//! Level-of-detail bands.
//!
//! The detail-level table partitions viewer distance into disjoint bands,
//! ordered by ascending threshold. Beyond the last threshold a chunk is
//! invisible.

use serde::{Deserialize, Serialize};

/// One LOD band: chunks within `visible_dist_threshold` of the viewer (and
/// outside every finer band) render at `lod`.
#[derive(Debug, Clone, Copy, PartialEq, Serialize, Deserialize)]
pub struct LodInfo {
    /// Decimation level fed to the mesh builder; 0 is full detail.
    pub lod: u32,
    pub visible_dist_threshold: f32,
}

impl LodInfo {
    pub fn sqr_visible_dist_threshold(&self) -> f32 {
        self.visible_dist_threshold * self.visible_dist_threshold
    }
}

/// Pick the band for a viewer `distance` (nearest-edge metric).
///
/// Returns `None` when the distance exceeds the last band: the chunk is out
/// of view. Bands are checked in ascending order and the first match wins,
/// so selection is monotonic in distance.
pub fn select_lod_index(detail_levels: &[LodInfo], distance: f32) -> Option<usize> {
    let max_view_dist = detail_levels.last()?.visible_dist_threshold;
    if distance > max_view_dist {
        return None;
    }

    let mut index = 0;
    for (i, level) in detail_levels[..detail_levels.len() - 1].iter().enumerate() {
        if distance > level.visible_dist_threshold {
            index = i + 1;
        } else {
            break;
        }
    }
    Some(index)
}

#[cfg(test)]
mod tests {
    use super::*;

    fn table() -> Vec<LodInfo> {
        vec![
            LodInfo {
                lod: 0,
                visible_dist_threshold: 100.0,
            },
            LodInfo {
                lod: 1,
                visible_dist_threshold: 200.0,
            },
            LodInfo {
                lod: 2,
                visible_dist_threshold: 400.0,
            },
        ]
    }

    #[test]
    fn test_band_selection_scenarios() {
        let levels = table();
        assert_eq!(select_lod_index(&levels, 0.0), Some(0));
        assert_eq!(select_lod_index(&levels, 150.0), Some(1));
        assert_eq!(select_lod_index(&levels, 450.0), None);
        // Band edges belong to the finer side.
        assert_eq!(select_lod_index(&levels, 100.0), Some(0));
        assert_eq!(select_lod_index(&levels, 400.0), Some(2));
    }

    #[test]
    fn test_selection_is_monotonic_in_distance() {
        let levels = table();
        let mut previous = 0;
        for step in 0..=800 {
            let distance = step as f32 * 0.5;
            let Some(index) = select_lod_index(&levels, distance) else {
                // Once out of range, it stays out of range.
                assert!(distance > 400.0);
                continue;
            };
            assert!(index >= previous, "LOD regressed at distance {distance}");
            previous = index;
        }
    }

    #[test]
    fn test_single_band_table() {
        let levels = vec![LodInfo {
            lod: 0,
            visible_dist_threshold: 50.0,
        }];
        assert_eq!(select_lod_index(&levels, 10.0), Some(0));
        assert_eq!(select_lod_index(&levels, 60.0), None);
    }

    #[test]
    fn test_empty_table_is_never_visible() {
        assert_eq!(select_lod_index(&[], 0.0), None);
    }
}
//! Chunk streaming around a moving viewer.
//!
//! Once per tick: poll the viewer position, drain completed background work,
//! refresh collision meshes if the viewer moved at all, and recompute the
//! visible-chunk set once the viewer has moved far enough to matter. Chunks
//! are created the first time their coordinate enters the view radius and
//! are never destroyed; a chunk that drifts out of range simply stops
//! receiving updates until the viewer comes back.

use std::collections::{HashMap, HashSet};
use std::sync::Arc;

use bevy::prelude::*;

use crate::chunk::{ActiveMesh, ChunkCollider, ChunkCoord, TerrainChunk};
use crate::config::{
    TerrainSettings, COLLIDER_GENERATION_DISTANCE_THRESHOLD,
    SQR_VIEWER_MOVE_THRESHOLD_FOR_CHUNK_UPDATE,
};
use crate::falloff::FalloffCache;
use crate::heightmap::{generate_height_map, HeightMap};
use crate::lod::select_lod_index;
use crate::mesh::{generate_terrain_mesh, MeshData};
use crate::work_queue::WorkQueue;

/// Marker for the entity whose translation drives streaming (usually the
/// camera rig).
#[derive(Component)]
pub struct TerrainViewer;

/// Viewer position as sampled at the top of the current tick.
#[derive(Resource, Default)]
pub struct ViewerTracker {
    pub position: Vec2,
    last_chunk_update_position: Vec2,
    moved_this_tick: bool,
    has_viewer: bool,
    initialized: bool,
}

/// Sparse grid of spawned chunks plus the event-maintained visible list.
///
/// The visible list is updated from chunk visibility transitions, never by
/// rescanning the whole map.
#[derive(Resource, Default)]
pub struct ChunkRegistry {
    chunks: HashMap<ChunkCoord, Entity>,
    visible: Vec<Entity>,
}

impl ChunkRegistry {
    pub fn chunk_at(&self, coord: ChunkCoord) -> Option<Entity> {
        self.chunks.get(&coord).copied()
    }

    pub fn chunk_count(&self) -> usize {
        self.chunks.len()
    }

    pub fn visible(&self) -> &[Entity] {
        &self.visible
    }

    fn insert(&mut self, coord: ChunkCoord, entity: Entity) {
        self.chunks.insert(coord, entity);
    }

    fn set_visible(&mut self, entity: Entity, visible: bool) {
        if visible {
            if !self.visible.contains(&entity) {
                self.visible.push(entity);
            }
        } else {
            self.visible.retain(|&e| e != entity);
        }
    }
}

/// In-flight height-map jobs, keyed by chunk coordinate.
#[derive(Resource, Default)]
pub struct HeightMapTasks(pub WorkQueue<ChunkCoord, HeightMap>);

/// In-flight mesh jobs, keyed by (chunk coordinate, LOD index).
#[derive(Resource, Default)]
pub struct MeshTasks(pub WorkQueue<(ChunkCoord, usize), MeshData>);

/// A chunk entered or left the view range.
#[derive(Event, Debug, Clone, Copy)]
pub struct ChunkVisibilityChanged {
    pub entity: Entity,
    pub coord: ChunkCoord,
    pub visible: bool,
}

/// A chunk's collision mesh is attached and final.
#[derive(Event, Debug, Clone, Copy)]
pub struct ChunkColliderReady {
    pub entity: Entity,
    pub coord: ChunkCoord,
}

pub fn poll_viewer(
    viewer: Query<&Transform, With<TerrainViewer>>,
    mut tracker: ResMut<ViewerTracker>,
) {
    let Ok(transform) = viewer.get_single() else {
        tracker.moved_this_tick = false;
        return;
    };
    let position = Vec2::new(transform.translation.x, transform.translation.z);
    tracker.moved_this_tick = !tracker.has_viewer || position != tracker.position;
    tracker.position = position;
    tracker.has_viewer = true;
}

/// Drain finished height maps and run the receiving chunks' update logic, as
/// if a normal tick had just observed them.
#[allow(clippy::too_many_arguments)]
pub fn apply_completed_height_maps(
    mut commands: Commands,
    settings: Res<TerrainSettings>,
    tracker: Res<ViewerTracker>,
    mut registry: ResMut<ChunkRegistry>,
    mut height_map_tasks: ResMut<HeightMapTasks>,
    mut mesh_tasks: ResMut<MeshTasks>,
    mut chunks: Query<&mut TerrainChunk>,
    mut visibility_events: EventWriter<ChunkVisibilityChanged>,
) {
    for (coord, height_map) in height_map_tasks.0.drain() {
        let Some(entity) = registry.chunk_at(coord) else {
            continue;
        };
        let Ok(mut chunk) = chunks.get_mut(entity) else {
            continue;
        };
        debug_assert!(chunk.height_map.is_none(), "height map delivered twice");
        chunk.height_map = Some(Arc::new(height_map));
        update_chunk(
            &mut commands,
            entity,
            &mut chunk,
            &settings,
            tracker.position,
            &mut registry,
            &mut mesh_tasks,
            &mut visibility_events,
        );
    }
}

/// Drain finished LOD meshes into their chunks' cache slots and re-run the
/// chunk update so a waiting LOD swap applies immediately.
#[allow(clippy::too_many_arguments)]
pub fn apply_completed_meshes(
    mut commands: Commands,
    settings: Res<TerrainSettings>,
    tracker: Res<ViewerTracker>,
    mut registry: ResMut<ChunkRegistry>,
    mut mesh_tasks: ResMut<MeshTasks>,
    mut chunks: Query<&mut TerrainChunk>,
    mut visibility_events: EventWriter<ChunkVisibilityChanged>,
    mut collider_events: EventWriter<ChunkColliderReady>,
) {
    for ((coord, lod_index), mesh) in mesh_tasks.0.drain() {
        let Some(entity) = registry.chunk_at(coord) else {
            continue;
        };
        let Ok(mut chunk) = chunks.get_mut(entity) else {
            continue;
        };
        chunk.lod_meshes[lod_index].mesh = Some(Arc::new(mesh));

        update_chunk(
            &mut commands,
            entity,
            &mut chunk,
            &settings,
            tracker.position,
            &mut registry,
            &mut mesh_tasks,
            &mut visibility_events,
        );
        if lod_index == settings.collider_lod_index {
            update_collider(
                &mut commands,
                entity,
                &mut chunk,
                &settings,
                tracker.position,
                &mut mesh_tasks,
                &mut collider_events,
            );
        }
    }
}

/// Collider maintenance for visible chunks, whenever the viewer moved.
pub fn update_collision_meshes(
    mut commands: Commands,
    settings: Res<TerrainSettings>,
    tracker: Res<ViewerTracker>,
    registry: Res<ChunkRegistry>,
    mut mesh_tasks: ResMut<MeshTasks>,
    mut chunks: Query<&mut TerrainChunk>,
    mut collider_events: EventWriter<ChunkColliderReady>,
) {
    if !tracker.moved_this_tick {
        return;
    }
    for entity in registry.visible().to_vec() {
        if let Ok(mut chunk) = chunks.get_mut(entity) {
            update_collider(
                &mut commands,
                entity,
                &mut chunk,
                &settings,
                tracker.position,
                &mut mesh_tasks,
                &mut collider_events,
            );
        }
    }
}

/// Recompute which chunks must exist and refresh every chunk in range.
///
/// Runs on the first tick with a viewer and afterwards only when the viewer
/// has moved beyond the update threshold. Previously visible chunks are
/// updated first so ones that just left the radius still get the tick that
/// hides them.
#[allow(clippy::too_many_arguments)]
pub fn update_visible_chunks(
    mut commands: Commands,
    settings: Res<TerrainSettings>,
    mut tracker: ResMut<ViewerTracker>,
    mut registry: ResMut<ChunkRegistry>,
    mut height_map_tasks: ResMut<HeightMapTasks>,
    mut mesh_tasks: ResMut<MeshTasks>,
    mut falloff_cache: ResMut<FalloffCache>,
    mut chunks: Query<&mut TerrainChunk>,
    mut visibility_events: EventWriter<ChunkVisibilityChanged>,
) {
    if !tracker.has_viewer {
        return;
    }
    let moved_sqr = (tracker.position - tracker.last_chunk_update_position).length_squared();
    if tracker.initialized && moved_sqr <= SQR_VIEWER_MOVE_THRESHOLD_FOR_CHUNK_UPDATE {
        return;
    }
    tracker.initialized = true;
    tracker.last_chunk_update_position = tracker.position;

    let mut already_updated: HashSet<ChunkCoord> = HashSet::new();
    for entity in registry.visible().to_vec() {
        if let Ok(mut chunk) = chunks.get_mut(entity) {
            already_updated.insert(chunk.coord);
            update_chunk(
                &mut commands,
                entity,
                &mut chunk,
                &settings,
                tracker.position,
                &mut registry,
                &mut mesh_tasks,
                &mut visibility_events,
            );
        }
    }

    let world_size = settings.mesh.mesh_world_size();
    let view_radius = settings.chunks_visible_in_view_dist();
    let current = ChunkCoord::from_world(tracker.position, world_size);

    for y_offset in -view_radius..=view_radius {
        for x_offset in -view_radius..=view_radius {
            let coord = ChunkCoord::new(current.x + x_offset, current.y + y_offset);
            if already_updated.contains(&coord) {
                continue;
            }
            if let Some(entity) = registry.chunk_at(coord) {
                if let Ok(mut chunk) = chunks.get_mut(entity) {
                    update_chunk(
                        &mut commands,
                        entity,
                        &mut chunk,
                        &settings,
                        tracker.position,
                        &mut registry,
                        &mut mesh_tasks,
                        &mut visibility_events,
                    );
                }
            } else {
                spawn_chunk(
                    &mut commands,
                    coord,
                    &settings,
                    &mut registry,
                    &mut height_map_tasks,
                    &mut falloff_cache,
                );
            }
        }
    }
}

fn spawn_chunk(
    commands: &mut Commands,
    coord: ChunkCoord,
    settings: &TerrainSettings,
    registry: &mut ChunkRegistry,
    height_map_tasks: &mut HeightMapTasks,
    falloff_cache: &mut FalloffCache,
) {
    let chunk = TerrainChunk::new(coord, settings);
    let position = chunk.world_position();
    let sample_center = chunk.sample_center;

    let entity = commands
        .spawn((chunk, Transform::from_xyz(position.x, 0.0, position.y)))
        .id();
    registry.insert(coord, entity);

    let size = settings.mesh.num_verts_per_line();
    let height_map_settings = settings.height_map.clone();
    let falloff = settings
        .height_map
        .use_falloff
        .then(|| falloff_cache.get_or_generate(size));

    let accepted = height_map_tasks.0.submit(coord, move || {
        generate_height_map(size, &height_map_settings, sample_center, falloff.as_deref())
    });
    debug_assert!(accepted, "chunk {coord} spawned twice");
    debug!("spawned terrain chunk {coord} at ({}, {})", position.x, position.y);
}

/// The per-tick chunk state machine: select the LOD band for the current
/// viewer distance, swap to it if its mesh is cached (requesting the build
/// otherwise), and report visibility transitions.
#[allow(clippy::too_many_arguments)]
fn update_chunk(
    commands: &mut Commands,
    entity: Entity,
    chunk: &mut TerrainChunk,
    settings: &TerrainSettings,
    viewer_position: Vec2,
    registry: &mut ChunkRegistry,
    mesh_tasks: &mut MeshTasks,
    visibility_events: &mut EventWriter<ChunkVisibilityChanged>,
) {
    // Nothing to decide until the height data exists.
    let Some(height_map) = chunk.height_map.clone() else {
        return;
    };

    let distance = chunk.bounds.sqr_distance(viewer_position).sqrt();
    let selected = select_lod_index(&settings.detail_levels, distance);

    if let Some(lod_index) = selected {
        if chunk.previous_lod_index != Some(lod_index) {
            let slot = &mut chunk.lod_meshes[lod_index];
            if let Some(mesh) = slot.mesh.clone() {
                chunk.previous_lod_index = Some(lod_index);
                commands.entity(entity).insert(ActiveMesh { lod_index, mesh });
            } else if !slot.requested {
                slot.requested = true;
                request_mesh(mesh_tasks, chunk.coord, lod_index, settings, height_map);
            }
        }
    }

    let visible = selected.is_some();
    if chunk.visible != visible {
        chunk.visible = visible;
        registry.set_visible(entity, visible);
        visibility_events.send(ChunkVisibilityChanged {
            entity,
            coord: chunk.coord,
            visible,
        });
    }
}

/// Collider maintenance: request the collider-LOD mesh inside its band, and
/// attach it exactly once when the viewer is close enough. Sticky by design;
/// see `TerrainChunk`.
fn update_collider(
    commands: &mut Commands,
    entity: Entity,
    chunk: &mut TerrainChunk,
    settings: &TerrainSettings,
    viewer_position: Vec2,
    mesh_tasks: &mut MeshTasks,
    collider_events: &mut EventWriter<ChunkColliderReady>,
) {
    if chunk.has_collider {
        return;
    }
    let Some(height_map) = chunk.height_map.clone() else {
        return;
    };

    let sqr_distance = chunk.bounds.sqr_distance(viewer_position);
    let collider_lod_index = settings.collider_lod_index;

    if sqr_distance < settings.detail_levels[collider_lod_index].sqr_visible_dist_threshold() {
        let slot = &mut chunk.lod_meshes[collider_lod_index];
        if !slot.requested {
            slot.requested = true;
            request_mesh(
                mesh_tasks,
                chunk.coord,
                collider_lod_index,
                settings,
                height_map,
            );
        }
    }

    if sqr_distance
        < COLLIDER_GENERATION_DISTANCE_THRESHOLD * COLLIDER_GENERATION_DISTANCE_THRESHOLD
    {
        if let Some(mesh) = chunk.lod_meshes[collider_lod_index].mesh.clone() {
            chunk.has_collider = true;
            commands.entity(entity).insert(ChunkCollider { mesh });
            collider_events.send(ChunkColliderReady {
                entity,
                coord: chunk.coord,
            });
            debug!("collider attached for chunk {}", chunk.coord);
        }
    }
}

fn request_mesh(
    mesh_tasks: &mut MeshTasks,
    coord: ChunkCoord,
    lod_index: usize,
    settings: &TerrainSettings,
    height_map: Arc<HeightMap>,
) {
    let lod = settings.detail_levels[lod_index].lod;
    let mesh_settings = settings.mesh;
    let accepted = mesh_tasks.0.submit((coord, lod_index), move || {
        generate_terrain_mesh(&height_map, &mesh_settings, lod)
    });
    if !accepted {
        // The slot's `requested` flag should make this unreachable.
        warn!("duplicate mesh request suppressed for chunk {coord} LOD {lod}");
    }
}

**********

**What to work on**
The expected output is each line of the records above that includes the word "ascending".

**Answer section**
//! ordered by ascending threshold. Beyond the last threshold a chunk is
/// of view. Bands are checked in ascending order and the first match wins,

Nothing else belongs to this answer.